Grupo de candidatos aponta
irregularidades na correção das provas aplicadas em agosto pelo Tribunal
de Justiça de Minas Gerais para preencher 468 vagas em cartórios do estado
Isabella Souto
Elogios à caligrafia, notas rasuradas sem assinatura do examinador, erros
comuns apontados em algumas provas e ignorados em outras, nota máxima para
um candidato que se identificou na prova. Essas são apenas algumas das
supostas irregularidades cometidas na prova escrita do último concurso
aberto pelo Tribunal de Justiça de Minas Gerais (TJMG) para preencher 468
vagas em cartórios de todo o estado – 312 delas para ingresso e 16 para
remoção. O teste foi aplicado em 6 e 7 de agosto e já é alvo de um
procedimento de controle administrativo (PCA) instaurado no Conselho
Nacional de Justiça (CNJ) e assinado por 27 dos 2.701 candidatos às vagas.

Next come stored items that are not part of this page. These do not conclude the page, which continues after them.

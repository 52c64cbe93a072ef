//! Curriculum courses as delivered in the planner snapshot.

use serde::{Deserialize, Serialize};
use serde_json::Value;

use super::fields;
use super::offer::CourseOffer;
use crate::domain::foundation::CourseCode;

const CODE_KEYS: &[&str] = &["code", "codigo"];
const NAME_KEYS: &[&str] = &["name", "nome"];
const OFFER_KEYS: &[&str] = &["offers", "oferecimentos"];
const ENROLLED_KEYS: &[&str] = &["enrolled", "currently_enrolled", "cursando"];

/// A course in the student's curriculum.
#[derive(Debug, Clone, PartialEq, Eq, Serialize, Deserialize)]
pub struct CurriculumCourse {
    pub code: CourseCode,
    pub name: String,
    /// Empty means "not offered this term".
    pub offers: Vec<CourseOffer>,
    /// Flagged by the snapshot as currently enrolled this term.
    pub enrolled: bool,
}

impl CurriculumCourse {
    /// Creates a course with no offers.
    pub fn new(code: CourseCode, name: impl Into<String>) -> Self {
        Self {
            code,
            name: name.into(),
            offers: Vec::new(),
            enrolled: false,
        }
    }

    /// Appends an offer.
    pub fn with_offer(mut self, offer: CourseOffer) -> Self {
        self.offers.push(offer);
        self
    }

    /// Marks the course as currently enrolled.
    pub fn enrolled(mut self) -> Self {
        self.enrolled = true;
        self
    }

    /// True when at least one section is offered this term.
    pub fn is_offered(&self) -> bool {
        !self.offers.is_empty()
    }

    /// Parses one upstream course record. Returns `None` without a usable code.
    pub fn from_json(value: &Value) -> Option<Self> {
        let obj = value.as_object()?;
        let code = fields::first(obj, CODE_KEYS)
            .and_then(fields::as_text)
            .and_then(|code| CourseCode::new(code).ok())?;
        let offers = fields::first(obj, OFFER_KEYS)
            .and_then(Value::as_array)
            .map(|items| items.iter().map(CourseOffer::from_json).collect())
            .unwrap_or_default();

        Some(Self {
            code,
            name: fields::first(obj, NAME_KEYS)
                .and_then(fields::as_text)
                .unwrap_or_default(),
            offers,
            enrolled: fields::first(obj, ENROLLED_KEYS)
                .and_then(fields::as_flag)
                .unwrap_or(false),
        })
    }
}

/// Parses a curriculum array, skipping records without a usable code.
///
/// A non-array value is an empty curriculum.
pub fn parse_curriculum(value: &Value) -> Vec<CurriculumCourse> {
    let Some(items) = value.as_array() else {
        return Vec::new();
    };
    let courses: Vec<CurriculumCourse> = items.iter().filter_map(CurriculumCourse::from_json).collect();
    if courses.len() < items.len() {
        tracing::debug!(
            skipped = items.len() - courses.len(),
            "Skipped curriculum records without a course code"
        );
    }
    courses
}
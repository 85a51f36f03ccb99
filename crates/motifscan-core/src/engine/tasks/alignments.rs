use super::candidates::Candidate;
use crate::core::models::family::ResidueFamily;
use crate::core::models::ids::ResidueId;
use crate::core::models::system::MolecularSystem;
use std::collections::BTreeSet;

/// A type-valid assignment of candidate residues to motif positions.
#[derive(Debug, Clone, PartialEq, Eq)]
pub struct Alignment {
    /// `assignment[position]` is the residue filling that position.
    pub assignment: Vec<ResidueId>,
}

/// Enumerates every bijection from motif positions to the candidate's residues in
/// which each residue's family is accepted by its position.
///
/// Positions are filled in order and residues tried in candidate order, so the
/// output order is deterministic.
pub fn enumerate_alignments(
    allowed: &[BTreeSet<ResidueFamily>],
    candidate: &Candidate,
    target: &MolecularSystem,
) -> Vec<Alignment> {
    let residues = candidate.residues();
    if residues.len() != allowed.len() {
        return Vec::new();
    }
    let compatible: Vec<Vec<usize>> = allowed
        .iter()
        .map(|accepted| {
            residues
                .iter()
                .enumerate()
                .filter(|&(_, &id)| {
                    target
                        .residue(id)
                        .is_some_and(|residue| accepted.contains(&residue.family))
                })
                .map(|(r, _)| r)
                .collect()
        })
        .collect();

    let mut search = AlignmentSearch {
        residues,
        compatible: &compatible,
        used: vec![false; residues.len()],
        current: Vec::with_capacity(residues.len()),
        found: Vec::new(),
    };
    search.extend();
    search.found
}

struct AlignmentSearch<'a> {
    residues: &'a [ResidueId],
    compatible: &'a [Vec<usize>],
    used: Vec<bool>,
    current: Vec<usize>,
    found: Vec<Alignment>,
}

impl AlignmentSearch<'_> {
    fn extend(&mut self) {
        let position = self.current.len();
        if position == self.compatible.len() {
            self.found.push(Alignment {
                assignment: self.current.iter().map(|&r| self.residues[r]).collect(),
            });
            return;
        }
        for &r in &self.compatible[position] {
            if self.used[r] {
                continue;
            }
            self.used[r] = true;
            self.current.push(r);
            self.extend();
            self.current.pop();
            self.used[r] = false;
        }
    }
}

#[cfg(test)]
mod tests {
    use super::*;
    use crate::core::models::chain::ChainType;
    use crate::core::models::family::AminoAcidType;
    use crate::engine::tasks::candidates::CandidateGenerator;
    use crate::engine::tasks::environment::Environment;

    fn setup(
        names: &[&str],
        positions: &[&[AminoAcidType]],
    ) -> (MolecularSystem, Vec<ResidueId>, Vec<BTreeSet<ResidueFamily>>) {
        let mut system = MolecularSystem::new("aln");
        let chain = system.add_chain('A', ChainType::Protein);
        let ids: Vec<_> = names
            .iter()
            .enumerate()
            .map(|(i, name)| system.add_residue(chain, i as isize + 1, name).unwrap())
            .collect();
        let allowed = positions
            .iter()
            .map(|families| families.iter().copied().map(ResidueFamily::from).collect())
            .collect();
        (system, ids, allowed)
    }

    fn single_candidate(
        system: &MolecularSystem,
        ids: &[ResidueId],
        allowed: &[BTreeSet<ResidueFamily>],
    ) -> Candidate {
        let mut generator = CandidateGenerator::new(allowed);
        let mut candidates = generator.generate(
            system,
            &Environment {
                center: ids[0],
                members: ids.to_vec(),
            },
        );
        assert_eq!(candidates.len(), 1);
        candidates.remove(0)
    }

    #[test]
    fn distinct_families_give_a_single_alignment() {
        use AminoAcidType::*;
        let (system, ids, allowed) = setup(&["HIS", "ASP"], &[&[AsparticAcid], &[Histidine]]);
        let candidate = single_candidate(&system, &ids, &allowed);

        let alignments = enumerate_alignments(&allowed, &candidate, &system);

        assert_eq!(
            alignments,
            vec![Alignment {
                assignment: vec![ids[1], ids[0]]
            }]
        );
    }

    #[test]
    fn interchangeable_residues_give_every_permutation() {
        use AminoAcidType::*;
        let (system, ids, allowed) = setup(
            &["SER", "SER", "SER"],
            &[&[Serine], &[Serine], &[Serine]],
        );
        let candidate = single_candidate(&system, &ids, &allowed);

        let alignments = enumerate_alignments(&allowed, &candidate, &system);

        assert_eq!(alignments.len(), 6);
        assert_eq!(alignments[0].assignment, ids);
        assert_eq!(alignments[5].assignment, vec![ids[2], ids[1], ids[0]]);
    }

    #[test]
    fn exchanges_widen_the_alignment_set() {
        use AminoAcidType::*;
        let (system, ids, allowed) = setup(
            &["SER", "THR"],
            &[&[Serine, Threonine], &[Serine, Threonine]],
        );
        let candidate = single_candidate(&system, &ids, &allowed);
        assert_eq!(enumerate_alignments(&allowed, &candidate, &system).len(), 2);
    }
}
//! # Core Models Module
//!
//! Data structures describing molecular structures: atoms, residues, chains and
//! the [`system::MolecularSystem`] that owns them.
//!
//! ## Key Components
//!
//! - [`atom`] - Atom name, element, role and coordinates
//! - [`family`] - Residue type tags (amino acids, nucleotides, ligands)
//! - [`residue`] - Residues with their family and declared exchange families
//! - [`chain`] - Chain organization and metadata
//! - [`system`] - Complete structure plus the [`system::ResidueKey`] identity tuple
//! - [`ids`] - Slot-map handles for atoms, residues and chains
//!
//! ## Usage
//!
//! ```ignore
//! use motifscan::core::models::{atom::Atom, chain::ChainType, system::MolecularSystem};
//!
//! let mut system = MolecularSystem::new("1abc");
//! let chain_id = system.add_chain('A', ChainType::Protein);
//! let residue_id = system.add_residue(chain_id, 57, "HIS").unwrap();
//! system.add_atom_to_residue(
//!     residue_id,
//!     Atom::with_inferred_role("CA", residue_id, Point3::new(0.0, 0.0, 0.0)),
//! );
//! ```

pub mod atom;
pub mod chain;
pub mod family;
pub mod ids;
pub mod residue;
pub mod system;
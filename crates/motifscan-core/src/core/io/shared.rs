use super::traits::{SourceError, StructureSource};
use crate::core::models::system::MolecularSystem;
use std::sync::Mutex;
use std::sync::atomic::{AtomicBool, Ordering};

/// One item taken from a [`SharedSource`], tagged with its position in the stream.
#[derive(Debug)]
pub struct PulledTarget {
    pub index: usize,
    pub structure: Result<MolecularSystem, SourceError>,
}

#[derive(Debug)]
struct SourceState<S> {
    source: S,
    next_index: usize,
}

/// A structure source that many workers may pull from concurrently.
///
/// Every pull happens under one mutex, so each worker obtains a distinct item and
/// indices follow the source order. A stop flag ends the stream early: once set,
/// no further items are taken.
#[derive(Debug)]
pub struct SharedSource<S: StructureSource> {
    state: Mutex<SourceState<S>>,
    stopped: AtomicBool,
}

impl<S: StructureSource> SharedSource<S> {
    pub fn new(source: S) -> Self {
        Self {
            state: Mutex::new(SourceState {
                source,
                next_index: 0,
            }),
            stopped: AtomicBool::new(false),
        }
    }

    /// Takes the next item, or `None` when the source is exhausted or stopped.
    pub fn pull(&self) -> Option<PulledTarget> {
        if self.is_stopped() {
            return None;
        }
        let mut state = self
            .state
            .lock()
            .unwrap_or_else(|poisoned| poisoned.into_inner());
        if !state.source.has_next() {
            return None;
        }
        let index = state.next_index;
        state.next_index += 1;
        let structure = state.source.next_structure();
        Some(PulledTarget { index, structure })
    }

    /// Signals that no further items should be handed out.
    pub fn stop(&self) {
        self.stopped.store(true, Ordering::Release);
    }

    pub fn is_stopped(&self) -> bool {
        self.stopped.load(Ordering::Acquire)
    }

    /// Number of items handed out so far.
    pub fn pulled(&self) -> usize {
        self.state
            .lock()
            .unwrap_or_else(|poisoned| poisoned.into_inner())
            .next_index
    }

    pub fn remaining_hint(&self) -> Option<usize> {
        self.state
            .lock()
            .unwrap_or_else(|poisoned| poisoned.into_inner())
            .source
            .remaining_hint()
    }

    pub fn into_inner(self) -> S {
        self.state
            .into_inner()
            .unwrap_or_else(|poisoned| poisoned.into_inner())
            .source
    }
}

#[cfg(test)]
mod tests {
    use super::*;
    use crate::core::io::traits::InMemorySource;
    use std::collections::HashSet;
    use std::thread;

    fn source_of(n: usize) -> InMemorySource {
        (0..n)
            .map(|i| MolecularSystem::new(&format!("s{i}")))
            .collect()
    }

    #[test]
    fn pulls_assign_sequential_indices() {
        let shared = SharedSource::new(source_of(3));
        let indices: Vec<_> = std::iter::from_fn(|| shared.pull())
            .map(|target| target.index)
            .collect();
        assert_eq!(indices, vec![0, 1, 2]);
        assert_eq!(shared.pulled(), 3);
        assert!(shared.pull().is_none());
    }

    #[test]
    fn stop_prevents_further_pulls() {
        let shared = SharedSource::new(source_of(5));
        assert!(shared.pull().is_some());
        shared.stop();
        assert!(shared.pull().is_none());
        assert_eq!(shared.into_inner().remaining_hint(), Some(4));
    }

    #[test]
    fn concurrent_workers_each_receive_distinct_items() {
        let shared = SharedSource::new(source_of(64));
        let labels: Vec<String> = thread::scope(|scope| {
            let handles: Vec<_> = (0..4)
                .map(|_| {
                    scope.spawn(|| {
                        let mut seen = Vec::new();
                        while let Some(target) = shared.pull() {
                            seen.push(target.structure.unwrap().label().to_string());
                        }
                        seen
                    })
                })
                .collect();
            handles
                .into_iter()
                .flat_map(|handle| handle.join().unwrap())
                .collect()
        });

        let unique: HashSet<_> = labels.iter().collect();
        assert_eq!(labels.len(), 64);
        assert_eq!(unique.len(), 64);
    }
}
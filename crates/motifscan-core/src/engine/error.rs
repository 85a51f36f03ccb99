use thiserror::Error;

use super::config::ConfigError;
use super::representation::GeometryError;
use super::superposition::SuperimpositionError;
use crate::core::io::traits::SourceError;

#[derive(Debug, Error, Clone, PartialEq)]
pub enum EngineError {
    #[error("Invalid configuration: {0}")]
    Config(#[from] ConfigError),

    #[error("Geometry error: {0}")]
    Geometry(#[from] GeometryError),

    #[error("Superimposition failed: {0}")]
    Superimposition(#[from] SuperimpositionError),

    #[error("Structure source failed: {0}")]
    Source(#[from] SourceError),

    #[error("Internal logic error: {0}")]
    Internal(String),
}
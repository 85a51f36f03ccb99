use super::ids::ResidueId;

#[derive(Debug, Clone, Copy, PartialEq, Eq, Hash)]
pub enum ChainType {
    Protein,
    DNA,
    RNA,
    Ligand,
    Water,
    Other,
}

#[derive(Debug, Clone, PartialEq, Eq)]
pub struct Chain {
    pub id: char,                        // Chain identifier (e.g., 'A', 'B')
    pub chain_type: ChainType,           // Type of the chain
    pub(crate) residues: Vec<ResidueId>, // Ordered list of residue IDs belonging to this chain
}

impl Chain {
    pub(crate) fn new(id: char, chain_type: ChainType) -> Self {
        Self {
            id,
            chain_type,
            residues: Vec::new(),
        }
    }

    pub fn residues(&self) -> &[ResidueId] {
        &self.residues
    }
}
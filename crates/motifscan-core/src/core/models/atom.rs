use super::ids::ResidueId;
use crate::core::utils::identifiers::{element_from_atom_name, is_backbone_atom};
use nalgebra::Point3;

/// Represents the role or classification of an atom within a residue.
///
/// Atom filters and representation schemes use the role to tell backbone from
/// side-chain atoms without re-parsing atom names on every query.
#[derive(Debug, Clone, Copy, PartialEq, Eq, Hash, PartialOrd, Ord, Default)]
pub enum AtomRole {
    /// Backbone atom of an amino acid (e.g., N, CA, C, O).
    Backbone,
    /// Sidechain atom, part of the side groups attached to the backbone.
    Sidechain,
    /// Ligand atom, associated with small molecules bound to the structure.
    Ligand,
    /// Water molecule atom.
    Water,
    /// Unknown or unclassified atom role.
    #[default]
    Other,
}

/// An atom of a residue: its name, chemical element and position.
#[derive(Debug, Clone, PartialEq)]
pub struct Atom {
    /// The name of the atom (e.g., "CA", "N", "OD1").
    pub name: String,
    /// The element symbol (e.g., "C", "N", "O").
    pub element: String,
    /// The ID of the parent residue this atom belongs to.
    pub residue_id: ResidueId,
    /// The role or classification of the atom in the molecular structure.
    pub role: AtomRole,
    /// The 3D coordinates of the atom in Angstroms.
    pub position: Point3<f64>,
}

impl Atom {
    /// Creates a new `Atom` with an element guessed from its name and the default role.
    ///
    /// # Arguments
    ///
    /// * `name` - The name of the atom.
    /// * `residue_id` - The ID of the residue this atom belongs to.
    /// * `position` - The 3D coordinates of the atom.
    pub fn new(name: &str, residue_id: ResidueId, position: Point3<f64>) -> Self {
        Self {
            name: name.to_string(),
            element: element_from_atom_name(name).to_string(),
            residue_id,
            role: AtomRole::default(),
            position,
        }
    }

    /// Creates a polymer atom whose role is derived from its name.
    ///
    /// Names from the standard backbone set become [`AtomRole::Backbone`], every
    /// other name becomes [`AtomRole::Sidechain`].
    pub fn with_inferred_role(name: &str, residue_id: ResidueId, position: Point3<f64>) -> Self {
        let mut atom = Self::new(name, residue_id, position);
        atom.role = if is_backbone_atom(name) {
            AtomRole::Backbone
        } else {
            AtomRole::Sidechain
        };
        atom
    }

    /// Returns `true` for any atom that is not a hydrogen (or deuterium).
    pub fn is_heavy(&self) -> bool {
        !matches!(self.element.as_str(), "H" | "D")
    }
}
//! # Workflows Module
//!
//! The public entry points of motifscan. Each workflow validates its inputs
//! eagerly, runs the engine pipeline and returns ranked matches.
//!
//! - **Single-target search** ([`search`]) - One motif against one structure,
//!   returning a [`MatchSet`](crate::engine::matches::MatchSet) or a configuration
//!   or geometry error.
//! - **Batch search** ([`batch`]) - One motif against a stream of structures,
//!   searched by a worker pool; failing targets are skipped and reported, never
//!   fatal to the batch.

pub mod batch;
pub mod search;
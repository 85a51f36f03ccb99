//! # motifscan Core Library
//!
//! Structural motif search: find every occurrence of a small, ordered set of
//! residues (a query motif) in target structures, ranked by the RMSD of the
//! optimal rigid superimposition.
//!
//! ## Architectural Philosophy
//!
//! The library follows a strict three-layer architecture.
//!
//! - **[`core`]: The Foundation.** Structural data models (`MolecularSystem`,
//!   residue families), geometry helpers and the structure-source abstraction.
//!
//! - **[`engine`]: The Logic Core.** Reference-point selection, distance
//!   matrices, environment pruning, candidate and alignment enumeration,
//!   Kabsch superimposition and match collection.
//!
//! - **[`workflows`]: The Public API.** Single-target and batch searches that tie
//!   `engine` and `core` together behind a validated configuration.

pub mod core;
pub mod engine;
pub mod workflows;
//! Small geometric and naming helpers shared by the models and the engine.

pub mod geometry;
pub mod identifiers;
use crate::core::models::system::MolecularSystem;
use std::collections::VecDeque;
use thiserror::Error;

#[derive(Debug, Error, Clone, PartialEq, Eq)]
pub enum SourceError {
    #[error("Failed to parse structure '{label}': {message}")]
    Parse { label: String, message: String },

    #[error("Structure source is exhausted")]
    Exhausted,
}

/// A sequential, stateful provider of parsed target structures.
///
/// Implementors are not required to be safe for concurrent use; batch searches
/// only ever reach a source through [`super::shared::SharedSource`], which
/// serializes every pull. Each item may fail individually without ending the
/// stream.
pub trait StructureSource: Send {
    /// Returns `true` while at least one more item can be taken.
    fn has_next(&self) -> bool;

    /// Takes the next structure, or the error raised while obtaining it.
    ///
    /// # Errors
    ///
    /// Returns [`SourceError::Parse`] if this item could not be produced and
    /// [`SourceError::Exhausted`] if called after `has_next` returned `false`.
    fn next_structure(&mut self) -> Result<MolecularSystem, SourceError>;

    /// Number of remaining items, when known in advance.
    fn remaining_hint(&self) -> Option<usize> {
        None
    }
}

/// A structure source backed by already-parsed structures held in memory.
#[derive(Debug, Default)]
pub struct InMemorySource {
    items: VecDeque<Result<MolecularSystem, SourceError>>,
}

impl InMemorySource {
    pub fn new() -> Self {
        Self::default()
    }

    pub fn push(&mut self, system: MolecularSystem) {
        self.items.push_back(Ok(system));
    }

    /// Queues an item that fails to load when it is taken.
    pub fn push_failure(&mut self, label: &str, message: &str) {
        self.items.push_back(Err(SourceError::Parse {
            label: label.to_string(),
            message: message.to_string(),
        }));
    }
}

impl FromIterator<MolecularSystem> for InMemorySource {
    fn from_iter<T: IntoIterator<Item = MolecularSystem>>(iter: T) -> Self {
        Self {
            items: iter.into_iter().map(Ok).collect(),
        }
    }
}

impl StructureSource for InMemorySource {
    fn has_next(&self) -> bool {
        !self.items.is_empty()
    }

    fn next_structure(&mut self) -> Result<MolecularSystem, SourceError> {
        self.items.pop_front().unwrap_or(Err(SourceError::Exhausted))
    }

    fn remaining_hint(&self) -> Option<usize> {
        Some(self.items.len())
    }
}

#[cfg(test)]
mod tests {
    use super::*;

    #[test]
    fn in_memory_source_yields_items_in_order() {
        let mut source: InMemorySource = ["a", "b"]
            .into_iter()
            .map(MolecularSystem::new)
            .collect();

        assert_eq!(source.remaining_hint(), Some(2));
        assert_eq!(source.next_structure().unwrap().label(), "a");
        assert_eq!(source.next_structure().unwrap().label(), "b");
        assert!(!source.has_next());
        assert_eq!(source.next_structure().unwrap_err(), SourceError::Exhausted);
    }

    #[test]
    fn queued_failures_surface_as_parse_errors() {
        let mut source = InMemorySource::new();
        source.push_failure("broken", "truncated ATOM record");
        source.push(MolecularSystem::new("ok"));

        let err = source.next_structure().unwrap_err();
        assert!(matches!(err, SourceError::Parse { ref label, .. } if label == "broken"));
        assert!(err.to_string().contains("truncated ATOM record"));
        assert!(source.has_next());
        assert_eq!(source.next_structure().unwrap().label(), "ok");
    }
}
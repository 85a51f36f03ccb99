//! # Core Module
//!
//! The stateless foundation of the library: the structural model that searches
//! operate on, small geometry helpers, and the structure-source interface through
//! which batch searches obtain their targets.
//!
//! - **Molecular Representation** ([`models`]) - Atoms, residues, chains and systems
//! - **Structure Sources** ([`io`]) - The provider interface for target structures
//! - **Utilities** ([`utils`]) - Geometry and atom-name helpers

pub mod io;
pub mod models;
pub mod utils;
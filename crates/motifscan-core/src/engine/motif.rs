use super::config::ConfigError;
use crate::core::models::family::{AminoAcidType, ResidueFamily};
use crate::core::models::ids::ResidueId;
use crate::core::models::residue::Residue;
use crate::core::models::system::{MolecularSystem, ResidueKey};
use std::collections::BTreeSet;
use std::fmt;

#[derive(Debug, Clone, PartialEq, Eq, Hash, PartialOrd, Ord)]
pub struct ResidueSpecifier {
    pub chain_id: char,
    pub residue_number: isize,
}

impl fmt::Display for ResidueSpecifier {
    fn fmt(&self, f: &mut fmt::Formatter<'_>) -> fmt::Result {
        write!(f, "{}{}", self.chain_id, self.residue_number)
    }
}

/// Sets of residue families that may substitute for one another.
#[derive(Debug, Clone, Default, PartialEq, Eq)]
pub struct ExchangeGroups {
    groups: Vec<BTreeSet<ResidueFamily>>,
}

impl ExchangeGroups {
    pub fn new() -> Self {
        Self::default()
    }

    pub fn with_group<I>(mut self, families: I) -> Self
    where
        I: IntoIterator<Item = ResidueFamily>,
    {
        let group: BTreeSet<_> = families.into_iter().collect();
        if group.len() > 1 {
            self.groups.push(group);
        }
        self
    }

    /// Groups of amino acids sharing a functional side-chain chemistry.
    pub fn functional() -> Self {
        use AminoAcidType::*;
        fn group(members: &[AminoAcidType]) -> Vec<ResidueFamily> {
            members.iter().copied().map(ResidueFamily::from).collect()
        }
        Self::new()
            .with_group(group(&[AsparticAcid, GlutamicAcid]))
            .with_group(group(&[Asparagine, Glutamine]))
            .with_group(group(&[Lysine, Arginine]))
            .with_group(group(&[Serine, Threonine]))
            .with_group(group(&[Phenylalanine, Tyrosine, Tryptophan]))
            .with_group(group(&[Isoleucine, Leucine, Valine]))
    }

    /// Every family sharing a group with `family`, excluding `family` itself.
    pub fn partners(&self, family: &ResidueFamily) -> BTreeSet<ResidueFamily> {
        self.groups
            .iter()
            .filter(|group| group.contains(family))
            .flat_map(|group| group.iter().cloned())
            .filter(|member| member != family)
            .collect()
    }

    pub fn groups(&self) -> &[BTreeSet<ResidueFamily>] {
        &self.groups
    }
}

/// An ordered list of residues to look for, each with the families it accepts.
///
/// The motif owns a private copy of its residues, so editing exchanges never
/// touches the structure it was taken from.
#[derive(Debug, Clone)]
pub struct QueryMotif {
    system: MolecularSystem,
    positions: Vec<ResidueId>,
}

impl QueryMotif {
    /// Uses every residue of `source`, in structure order.
    pub fn from_system(source: &MolecularSystem) -> Result<Self, ConfigError> {
        Self::from_residue_ids(source, &source.ordered_residue_ids())
    }

    /// Uses the listed residues of `source`, in the given order.
    pub fn from_residues(
        source: &MolecularSystem,
        specifiers: &[ResidueSpecifier],
    ) -> Result<Self, ConfigError> {
        let residue_ids = specifiers
            .iter()
            .map(|specifier| {
                source
                    .find_chain_by_id(specifier.chain_id)
                    .and_then(|chain_id| source.find_residue_by_id(chain_id, specifier.residue_number))
                    .ok_or_else(|| ConfigError::ResidueNotFound(specifier.to_string()))
            })
            .collect::<Result<Vec<_>, _>>()?;
        Self::from_residue_ids(source, &residue_ids)
    }

    fn from_residue_ids(
        source: &MolecularSystem,
        residue_ids: &[ResidueId],
    ) -> Result<Self, ConfigError> {
        let (system, id_map) = source.extract_residues(residue_ids);
        let mut positions = Vec::with_capacity(residue_ids.len());
        for id in residue_ids {
            if let Some(&copied) = id_map.get(id) {
                if !positions.contains(&copied) {
                    positions.push(copied);
                }
            }
        }
        if positions.is_empty() {
            return Err(ConfigError::EmptyMotif);
        }
        Ok(Self { system, positions })
    }

    pub fn len(&self) -> usize {
        self.positions.len()
    }

    pub fn is_empty(&self) -> bool {
        self.positions.is_empty()
    }

    /// The motif's private structure, holding exactly its residues.
    pub fn system(&self) -> &MolecularSystem {
        &self.system
    }

    /// Residue handles into [`QueryMotif::system`], in position order.
    pub fn residue_ids(&self) -> &[ResidueId] {
        &self.positions
    }

    pub fn residue(&self, position: usize) -> Option<&Residue> {
        self.positions
            .get(position)
            .and_then(|&id| self.system.residue(id))
    }

    pub fn residue_key(&self, position: usize) -> Option<ResidueKey> {
        self.positions
            .get(position)
            .and_then(|&id| self.system.residue_key(id))
    }

    pub fn allowed_families(&self, position: usize) -> Option<BTreeSet<ResidueFamily>> {
        self.residue(position).map(Residue::allowed_families)
    }

    /// Allowed families of every position, in position order.
    pub fn allowed_family_sets(&self) -> Vec<BTreeSet<ResidueFamily>> {
        self.positions
            .iter()
            .filter_map(|&id| self.system.residue(id))
            .map(Residue::allowed_families)
            .collect()
    }

    /// Union of the allowed families of all positions.
    pub fn family_universe(&self) -> BTreeSet<ResidueFamily> {
        self.allowed_family_sets().into_iter().flatten().collect()
    }

    pub fn add_exchange(
        &mut self,
        position: usize,
        family: ResidueFamily,
    ) -> Result<(), ConfigError> {
        let size = self.len();
        let residue = self
            .positions
            .get(position)
            .and_then(|&id| self.system.residue_mut(id))
            .ok_or(ConfigError::UnknownPosition { position, size })?;
        residue.add_exchange(family);
        Ok(())
    }

    pub fn add_exchange_to_all(&mut self, family: ResidueFamily) {
        for &id in &self.positions {
            if let Some(residue) = self.system.residue_mut(id) {
                residue.add_exchange(family.clone());
            }
        }
    }

    /// Adds, for every position, the group partners of its own family.
    pub fn apply_exchange_groups(&mut self, groups: &ExchangeGroups) {
        for &id in &self.positions {
            if let Some(residue) = self.system.residue_mut(id) {
                for partner in groups.partners(&residue.family) {
                    residue.add_exchange(partner);
                }
            }
        }
    }
}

Com o PCA de 79 páginas foram encaminhadas cópias de trechos de várias
provas que mostrariam suposto favorecimento na correção. Um candidato que
recebeu nota máxima em uma das questões recebeu um delicado elogio de quem
corrigiu sua prova: “Bela letra, parabéns”. “Essa atitude infantil é
incompatível com o profissionalismo e a seriedade que se espera de um
examinador de concurso público”, alega o grupo, que reúne pessoas de
vários estados.
Embora o edital não preveja a possibilidade de recurso da correção da
prova escrita, um candidato teve aumento de 0,3 na nota da peça prática,
que passou de 2,70 para 3,0. O novo resultado foi publicado em 13 de
setembro no Diário do Judiciário, com a justificativa de “erro material”.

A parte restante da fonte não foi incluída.